Start of DATASET EXCERPTS

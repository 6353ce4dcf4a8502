//! Ledger node endpoint configuration
//!
//! The endpoint URL is resolved from the environment following Ethereum
//! ecosystem conventions:
//! 1. `RPC_URL` or `ETH_RPC_URL` - highest priority
//! 2. Provider API keys (`ALCHEMY_API_KEY`, `INFURA_API_KEY`) - builds the URL
//! 3. A local development node - for testing only
//!
//! # Examples
//!
//! ```bash
//! # Option 1: Explicit URL (recommended for production)
//! export RPC_URL="https://eth-sepolia.g.alchemy.com/v2/YOUR_KEY"
//!
//! # Option 2: Provider API key, optionally with a network name
//! export ALCHEMY_API_KEY="YOUR_KEY"
//! export ALCHEMY_NETWORK="eth-sepolia"
//!
//! # Option 3: No env vars - uses http://127.0.0.1:8545
//! ```

use crate::{Error, Result};
use serde::{Deserialize, Serialize};
use std::time::Duration;

/// Environment variable names
pub(crate) mod env_vars {
    pub const RPC_URL: &str = "RPC_URL";
    pub const ETH_RPC_URL: &str = "ETH_RPC_URL";

    pub const ALCHEMY_API_KEY: &str = "ALCHEMY_API_KEY";
    pub const ALCHEMY_NETWORK: &str = "ALCHEMY_NETWORK";
    pub const INFURA_API_KEY: &str = "INFURA_API_KEY";
    pub const INFURA_NETWORK: &str = "INFURA_NETWORK";

    pub const RPC_TIMEOUT_SECS: &str = "RPC_TIMEOUT_SECS";
}

/// Local development node (anvil / ganache / hardhat default port)
pub const LOCAL_NODE_URL: &str = "http://127.0.0.1:8545";

/// RPC configuration for the ledger node
#[derive(Debug, Clone, Serialize, Deserialize)]
#[serde(default)]
pub struct RpcConfig {
    /// Node JSON-RPC endpoint
    pub url: String,
    /// Per-request timeout for reads, estimates and nonce lookups
    pub timeout_secs: Option<u64>,
    /// Upper bound on waiting for a receipt after broadcast
    pub receipt_timeout_secs: Option<u64>,
    /// Delay between receipt polls
    pub poll_interval_ms: u64,
}

impl Default for RpcConfig {
    fn default() -> Self {
        Self {
            url: LOCAL_NODE_URL.to_string(),
            timeout_secs: Some(30),
            receipt_timeout_secs: Some(300),
            poll_interval_ms: 1_000,
        }
    }
}

impl RpcConfig {
    /// Override fields from an environment lookup
    ///
    /// The URL is only replaced when the environment names one; a URL
    /// loaded from a config file otherwise wins over the local fallback.
    pub fn apply_env<F>(&mut self, lookup: F) -> Result<()>
    where
        F: Fn(&str) -> Option<String>,
    {
        if let Some(url) = resolve_url(&lookup) {
            self.url = url;
        } else if self.url == LOCAL_NODE_URL {
            tracing::warn!(url = LOCAL_NODE_URL, "No RPC endpoint configured, using local node");
        }

        if let Some(secs) = lookup(env_vars::RPC_TIMEOUT_SECS) {
            let secs = secs.trim().parse::<u64>().map_err(|e| {
                Error::Config(format!("{} must be an integer: {}", env_vars::RPC_TIMEOUT_SECS, e))
            })?;
            self.timeout_secs = (secs > 0).then_some(secs);
        }

        Ok(())
    }

    pub fn timeout(&self) -> Option<Duration> {
        self.timeout_secs.map(Duration::from_secs)
    }

    pub fn receipt_timeout(&self) -> Option<Duration> {
        self.receipt_timeout_secs.map(Duration::from_secs)
    }

    pub fn poll_interval(&self) -> Duration {
        Duration::from_millis(self.poll_interval_ms.max(1))
    }
}

/// Pick the endpoint URL from the environment
///
/// Priority:
/// 1. RPC_URL, then ETH_RPC_URL
/// 2. ALCHEMY_API_KEY (network from ALCHEMY_NETWORK, default eth-mainnet)
/// 3. INFURA_API_KEY (network from INFURA_NETWORK, default mainnet)
fn resolve_url<F>(lookup: &F) -> Option<String>
where
    F: Fn(&str) -> Option<String>,
{
    let non_empty = |name: &str| lookup(name).filter(|v| !v.trim().is_empty());

    if let Some(url) = non_empty(env_vars::RPC_URL) {
        tracing::debug!("Using RPC_URL");
        return Some(url);
    }
    if let Some(url) = non_empty(env_vars::ETH_RPC_URL) {
        tracing::debug!("Using ETH_RPC_URL");
        return Some(url);
    }

    if let Some(key) = non_empty(env_vars::ALCHEMY_API_KEY) {
        let network =
            non_empty(env_vars::ALCHEMY_NETWORK).unwrap_or_else(|| "eth-mainnet".to_string());
        tracing::info!(network = %network, "Building RPC URL from ALCHEMY_API_KEY");
        return Some(format!("https://{}.g.alchemy.com/v2/{}", network, key));
    }

    if let Some(key) = non_empty(env_vars::INFURA_API_KEY) {
        let network = non_empty(env_vars::INFURA_NETWORK).unwrap_or_else(|| "mainnet".to_string());
        tracing::info!(network = %network, "Building RPC URL from INFURA_API_KEY");
        return Some(format!("https://{}.infura.io/v3/{}", network, key));
    }

    None
}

End of DATASET EXCERPTS

#### WHAT IS NEEDED
Every line containing the string "trim" is required; copy each such line from the data.

#### TASK RESULT
            let secs = secs.trim().parse::<u64>().map_err(|e| {
    let non_empty = |name: &str| lookup(name).filter(|v| !v.trim().is_empty());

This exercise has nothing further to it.